▶ **PROBLEM REQUIREMENTS**:
Write the data out verbatim.

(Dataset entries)
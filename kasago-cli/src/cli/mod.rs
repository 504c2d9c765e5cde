//! Command-line interface orchestration for the kasago pipeline.
//!
//! Three subcommands cover the pipeline's lifecycle: `split` partitions a
//! labeled corpus into train/test files, `train` mines and selects a
//! discriminative pattern set, and `featurize` turns any corpus into a
//! feature matrix against a persisted pattern set.

mod commands;
mod matrix;

pub use commands::{
    Cli, CliError, Command, ExecutionSummary, FeaturizeCommand, SplitCommand, SplitPolicyArg,
    TrainCommand, render_summary, run_cli,
};
pub use matrix::MatrixWriteError;

#[cfg(test)]
mod test_fixtures;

▶ **SOLUTION TO THIS EXERCISE**:
filename kasago-cli/src/cli/mod.rs
repository 504c2d9c765e5cde
//! Command-line interface orchestration for the kasago pipeline.
//!
//! Three subcommands cover the pipeline's lifecycle: `split` partitions a
//! labeled corpus into train/test files, `train` mines and selects a
//! discriminative pattern set, and `featurize` turns any corpus into a
//! feature matrix against a persisted pattern set.

mod commands;
mod matrix;

pub use commands::{
    Cli, CliError, Command, ExecutionSummary, FeaturizeCommand, SplitCommand, SplitPolicyArg,
    TrainCommand, render_summary, run_cli,
};
pub use matrix::MatrixWriteError;

#[cfg(test)]
mod test_fixtures;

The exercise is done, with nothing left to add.